Computer Use Is Architecturally Different from Operator
Anthropic's Computer Use launched in public beta in October 2024 and has expanded steadily through 2025 and into 2026, with broader availability tied to Claude's tool-use API. The headline difference from OpenAI's Operator is architectural: Computer Use is a capability available to any Claude application that uses the tool-use API, not a single product surface. That means the brand-visibility implications differ depending on which Claude-powered application is doing the buying.
This page focuses on the most common flow: Claude (via claude.ai or a third-party Claude wrapper) using Computer Use to perform purchases on behalf of a user. We cover Claude's safety-driven authorization checkpoints, the patterns we see in brand selection, and what these mean for brands that want to appear and convert in Computer Use sessions.
Authorization Checkpoints Slow Conversions
Claude's constitutional safety layer surfaces explicitly during commerce flows. By default Claude Computer Use will not complete a purchase without confirming the order details with the user (item, quantity, price, shipping, total). This is unlike Operator, which can complete in autopilot for some flows once user authorization has been given upfront.
For brands, the practical consequence is that Computer Use sessions have a longer dwell-time on the checkout review page than Operator sessions do. The user, not the agent, makes the final commit. This raises two visibility questions. First, what does the order review page actually show? If your checkout page hides the brand name behind a SKU, hides shipping cost behind a click, or buries return policies in a footer, Claude will surface these omissions to the user, and conversion rates drop. Second, how clearly is the brand identified at the moment of decision? Brands that appear as ambiguous third-party sellers in marketplaces lose more often in Computer Use review steps than they do in human checkout.
Claude's Brand-Selection Bias
Claude has known biases in candidate generation that carry through to Computer Use. Compared to ChatGPT, Claude tends to surface fewer brands in its initial recommendation set, with more weight given to brands that have clear, consistent, and authoritative web presence. The implication is that Computer Use candidate sets are smaller and more concentrated at the top end. If your brand is not in Claude's recommendation distribution for the relevant query, it is essentially invisible to Computer Use for that query.

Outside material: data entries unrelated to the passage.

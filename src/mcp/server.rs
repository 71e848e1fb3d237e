use std::str::FromStr;

use anyhow::Result;
use rmcp::{
    ErrorData as McpError, ServerHandler, ServiceExt,
    handler::server::tool::ToolRouter,
    handler::server::wrapper::Parameters,
    model::{CallToolResult, ServerCapabilities, ServerInfo},
    tool, tool_handler, tool_router,
};

use super::helpers::{json_result, localization_error, open_project, paginate};
use super::types::{
    GetStringsParams, ListLocalesParams, LocaleInfo, LocalesResult, ProjectParams, PublishParams,
    PublishResult, ScanParams, ScanResult, ScanSourceResult, SetTranslationParams,
    SetTranslationResult, SourceInfo, SourceStatusItem, SourcesResult, StatusResult, StringItem,
    StringsResult,
};
use crate::core::{Namespace, WriteOutcome};

#[derive(Clone)]
pub struct LocsyncMcpServer {
    tool_router: ToolRouter<Self>,
}

impl Default for LocsyncMcpServer {
    fn default() -> Self {
        Self::new()
    }
}

#[tool_router]
impl LocsyncMcpServer {
    pub fn new() -> Self {
        Self {
            tool_router: Self::tool_router(),
        }
    }

    /// List the locales of a namespace
    #[tool(
        description = "List the locales of the application (default) or content namespace, sorted by label, with the selected one."
    )]
    pub async fn list_locales(
        &self,
        params: Parameters<ListLocalesParams>,
    ) -> Result<CallToolResult, McpError> {
        let namespace = match &params.0.namespace {
            Some(name) => Namespace::from_str(name)
                .map_err(|e| McpError::invalid_params(e.to_string(), None))?,
            None => Namespace::Application,
        };
        let l10n = open_project(&params.0.project_root_path)?;

        let result = LocalesResult {
            namespace: namespace.to_string(),
            selected: l10n
                .selected_locale(namespace)
                .ok()
                .map(|l| l.name().to_string()),
            locales: l10n
                .locales(namespace)
                .iter()
                .map(|locale| LocaleInfo {
                    name: locale.name().to_string(),
                    label: locale.label().to_string(),
                    language: locale.language().to_string(),
                    currency: locale.currency().iso.to_string(),
                    native: locale.is_native(),
                })
                .collect(),
        };

        json_result(&result)
    }

    /// List the configured sources
    #[tool(description = "List the configured sources sorted by label, with id, alias, folders and whether they were scanned.")]
    pub async fn list_sources(
        &self,
        params: Parameters<ProjectParams>,
    ) -> Result<CallToolResult, McpError> {
        let l10n = open_project(&params.0.project_root_path)?;

        let result = SourcesResult {
            sources: l10n
                .sources()
                .iter()
                .map(|source| SourceInfo {
                    id: source.id().to_string(),
                    alias: source.alias().to_string(),
                    label: source.label().to_string(),
                    group: source.group().to_string(),
                    roots: source
                        .roots()
                        .iter()
                        .map(|r| r.to_string_lossy().to_string())
                        .collect(),
                    storage_folder: source.storage_folder().to_string_lossy().to_string(),
                    scanned: source.is_scanned(),
                })
                .collect(),
        };

        json_result(&result)
    }

    /// Untranslated counts per source and locale
    #[tool(
        description = "Get the number of strings and untranslated strings per source and application locale. Use this first to see what needs translating."
    )]
    pub async fn get_status(
        &self,
        params: Parameters<ProjectParams>,
    ) -> Result<CallToolResult, McpError> {
        let mut l10n = open_project(&params.0.project_root_path)?;

        let sources: Vec<SourceStatusItem> = l10n
            .status()
            .map_err(|e| localization_error("Failed to read status", e))?
            .into_iter()
            .map(SourceStatusItem::from)
            .collect();

        let result = StatusResult {
            locales: l10n
                .translated_locales()
                .iter()
                .map(|l| l.name().to_string())
                .collect(),
            total_untranslated: sources
                .iter()
                .flat_map(|s| &s.untranslated)
                .map(|c| c.count)
                .sum(),
            sources,
        };

        json_result(&result)
    }

    /// Strings of a source with their translations
    #[tool(
        description = "Get the strings of a source with their translation in a locale (paginated). Pass untranslatedOnly to get the work list."
    )]
    pub async fn get_strings(
        &self,
        params: Parameters<GetStringsParams>,
    ) -> Result<CallToolResult, McpError> {
        let params = params.0;
        let mut l10n = open_project(&params.project_root_path)?;

        let entries = l10n
            .entries(&params.source, &params.locale)
            .map_err(|e| localization_error("Failed to list strings", e))?;
        let total_count = entries.len();
        let untranslated_count = entries.iter().filter(|e| !e.is_translated()).count();

        let items: Vec<StringItem> = entries
            .into_iter()
            .filter(|e| !params.untranslated_only.unwrap_or(false) || !e.is_translated())
            .map(StringItem::from)
            .collect();
        let (items, pagination) = paginate(items, params.offset, params.limit);

        let result = StringsResult {
            source: params.source,
            locale: params.locale,
            total_count,
            untranslated_count,
            items,
            pagination,
        };

        json_result(&result)
    }

    /// Set translations and save them
    #[tool(
        description = "Set translations of strings of a source in one locale, identified by hash, and save them. An empty text removes a translation. Unknown hashes are reported and skipped."
    )]
    pub async fn set_translation(
        &self,
        params: Parameters<SetTranslationParams>,
    ) -> Result<CallToolResult, McpError> {
        let params = params.0;
        let mut l10n = open_project(&params.project_root_path)?;

        let mut applied_count = 0;
        let mut removed_count = 0;
        let mut unknown_hashes = Vec::new();
        for input in &params.translations {
            let applied = l10n
                .set_translation(&params.source, &params.locale, &input.hash, &input.text)
                .map_err(|e| localization_error("Failed to set translation", e))?;
            if !applied {
                unknown_hashes.push(input.hash.clone());
            } else if input.text.trim().is_empty() {
                removed_count += 1;
            } else {
                applied_count += 1;
            }
        }

        if applied_count + removed_count > 0 {
            l10n.save_translations(&params.source, &params.locale)
                .map_err(|e| localization_error("Failed to save translations", e))?;
        }

        let untranslated_count = l10n
            .count_untranslated(&params.source, &params.locale)
            .map_err(|e| localization_error("Failed to count untranslated strings", e))?;

        let result = SetTranslationResult {
            success: unknown_hashes.is_empty(),
            applied_count,
            removed_count,
            unknown_hashes,
            untranslated_count,
        };

        json_result(&result)
    }

    /// Scan sources for strings
    #[tool(
        description = "Scan one source (or all) for translatable strings, store the string registry and refresh the client files."
    )]
    pub async fn scan(&self, params: Parameters<ScanParams>) -> Result<CallToolResult, McpError> {
        let mut l10n = open_project(&params.0.project_root_path)?;

        let summaries = match &params.0.source {
            Some(name) => vec![
                l10n.scan(name)
                    .map_err(|e| localization_error("Scan failed", e))?,
            ],
            None => l10n
                .scan_all()
                .map_err(|e| localization_error("Scan failed", e))?,
        };

        let result = ScanResult {
            sources: summaries.into_iter().map(ScanSourceResult::from).collect(),
        };

        json_result(&result)
    }

    /// Write the client files
    #[tool(
        description = "Write the client translation files into the configured client folder. Skipped when the cache key is unchanged unless force is set."
    )]
    pub async fn publish(
        &self,
        params: Parameters<PublishParams>,
    ) -> Result<CallToolResult, McpError> {
        let mut l10n = open_project(&params.0.project_root_path)?;
        l10n.require_configuration()
            .map_err(|e| localization_error("Publish failed", e))?;

        let outcome = l10n
            .write_client_files(params.0.force.unwrap_or(false))
            .map_err(|e| localization_error("Publish failed", e))?;

        let (status, files) = match outcome {
            WriteOutcome::Disabled => ("disabled", Vec::new()),
            WriteOutcome::UpToDate => ("upToDate", l10n.artifact_list()),
            WriteOutcome::Written(files) => ("written", files),
        };

        let result = PublishResult {
            status: status.to_string(),
            client_folder: l10n
                .client_folder()
                .map(|f| f.to_string_lossy().to_string()),
            files: files
                .iter()
                .map(|f| f.to_string_lossy().to_string())
                .collect(),
        };

        json_result(&result)
    }
}

#[tool_handler]
impl ServerHandler for LocsyncMcpServer {
    fn get_info(&self) -> ServerInfo {
        ServerInfo {
            instructions: Some(
                "locsync MCP helps AI agents translate the strings of PHP and JavaScript projects.\n\n\
                 Available tools:\n\
                 1. list_locales - Locales of the application or content namespace\n\
                 2. list_sources - Configured sources\n\
                 3. get_status - Untranslated counts per source and locale\n\
                 4. get_strings - Strings of a source with their translations (paginated)\n\
                 5. set_translation - Set translations by hash and save them\n\
                 6. scan - Extract strings from the source folders\n\
                 7. publish - Write the client translation files\n\n\
                 Recommended Workflow:\n\
                 1. Use scan so the registries match the code\n\
                 2. Use get_status to find sources and locales with untranslated strings\n\
                 3. Use get_strings with untranslatedOnly, then set_translation\n\
                 4. Keep placeholders such as %s, %d and %1$s intact in translations"
                    .into(),
            ),
            capabilities: ServerCapabilities::builder().enable_tools().build(),
            ..Default::default()
        }
    }
}

/// Entry point for MCP server
pub fn run_server() -> Result<()> {
    tokio::runtime::Builder::new_current_thread()
        .enable_all()
        .build()?
        .block_on(async {
            let service = LocsyncMcpServer::new();
            let server = service.serve(rmcp::transport::stdio()).await?;
            server.waiting().await?;
            Ok(())
        })
}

The candidate sets are also more sensitive to source quality. Claude tends to weight Wikipedia, established editorial sources, and primary brand domains over aggregator sites. For brands, this means the recipe to appear in Claude is different from the recipe to appear in ChatGPT: investments in primary editorial coverage, Wikipedia entity work, and clear authoritative content on the brand domain pay off more in Claude than they do in ChatGPT.
What Computer Use Does Well in Commerce
Computer Use handles structured B2B and prosumer flows reliably: SaaS sign-up, subscription management, complex multi-step procurement on enterprise platforms. It handles consumer-style impulse purchases less reliably, partly because of the authorization checkpoints and partly because Claude's tone in user dialogue tends to slow down rather than push through ambiguous decisions. The brand-visibility implication is that B2B brands and prosumer SaaS get more relative visibility from Computer Use traffic than retail consumer brands do, when normalised for total session count.

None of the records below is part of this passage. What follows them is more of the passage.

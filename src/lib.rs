// SPDX-License-Identifier: MIT
// Copyright 2026 Roland Dreier <roland@kernel.org>

//! Club Attendance: QR-code attendance for the robotics club
//!
//! This crate provides the backend API that mints signed attendance QR
//! tokens for members and validates the tokens scanned at club activities.

pub mod config;
pub mod db;
pub mod error;
pub mod middleware;
pub mod models;
pub mod routes;
pub mod services;
pub mod time_utils;

use config::Config;
use db::FirestoreDb;
use services::AttendanceService;

/// Shared application state.
pub struct AppState {
    pub config: Config,
    pub db: FirestoreDb,
    pub attendance_service: AttendanceService,
}

impl AppState {
    pub fn new(config: Config, db: FirestoreDb) -> Self {
        let attendance_service = AttendanceService::from_config(&config, db.clone());
        Self {
            config,
            db,
            attendance_service,
        }
    }
}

Pages That Survive Claude's Review Step
The pages that perform well in the Computer Use review step share four properties. First, brand identity is visible above the fold on the order summary page, not hidden behind a SKU or a marketplace seller name. Second, total cost is fully itemised before the final confirmation, not revealed only after submission. Third, return and cancellation terms are linked from the order summary in a way that Claude can summarise to the user without leaving the page. Fourth, structured data (Schema.org Order, Offer) is correctly marked up so Claude can verify the order matches what was promised in the candidate stage.

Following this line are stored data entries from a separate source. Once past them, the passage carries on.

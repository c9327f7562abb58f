// SPDX-License-Identifier: MIT
// Copyright 2026 Roland Dreier <roland@rolandd.dev>

//! Club Attendance API Server
//!
//! Issues and validates signed QR tokens for robotics club activity
//! attendance, recording results in Firestore.

use club_attendance::{config::Config, db, AppState};
use std::sync::Arc;
use tracing_subscriber::{layer::SubscriberExt, util::SubscriberInitExt};

#[tokio::main]
async fn main() -> Result<(), Box<dyn std::error::Error>> {
    // Initialize structured JSON logging for GCP
    init_logging()?;

    // Load configuration from environment
    let config = Config::from_env()?;
    tracing::info!(
        port = config.port,
        qr_validity_seconds = config.qr_validity_seconds,
        "Starting Club Attendance API"
    );

    // Connect the process-wide Firestore client
    let db = db::shared(&config.gcp_project_id).await?.clone();

    // Build shared state
    let state = Arc::new(AppState::new(config.clone(), db));

    // Build router
    let app = club_attendance::routes::create_router(state);

    // Start server
    let addr = format!("0.0.0.0:{}", config.port);
    let listener = tokio::net::TcpListener::bind(&addr).await?;
    tracing::info!(address = %addr, "Server listening");

    axum::serve(listener, app).await?;
    Ok(())
}

/// Initialize structured JSON logging (GCP-compliant).
fn init_logging() -> Result<(), Box<dyn std::error::Error>> {
    let format = tracing_subscriber::fmt::layer()
        .json()
        .with_target(false)
        .with_current_span(true)
        .flatten_event(true);

    tracing_subscriber::registry()
        .with(
            tracing_subscriber::EnvFilter::from_default_env()
                .add_directive("club_attendance=debug".parse()?)
                .add_directive("info".parse()?),
        )
        .with(format)
        .try_init()?;
    Ok(())
}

Pages that lack any of these properties see disproportionate handbacks at the review step. The handback rate in our observed sample is roughly 2x to 3x higher for pages that fail any single one of these four properties, compared to pages that satisfy all four. The compound effect is that the worst-instrumented commerce pages essentially never convert in Computer Use, even when the brand wins the candidate-generation step.
What We Track for Brand Teams
Presenc AI tracks Computer Use-relevant signals across the same three layers as Operator: candidate generation in Claude responses, destination quality (with extra emphasis on brand-identity-visibility on order review pages), and review-step handback patterns where observable. The Claude-specific extension is candidate-generation tracking on Wikipedia and primary editorial sources, since those carry more weight in Claude than in other models. Together these answer whether a brand is winning or losing the Claude agent layer specifically.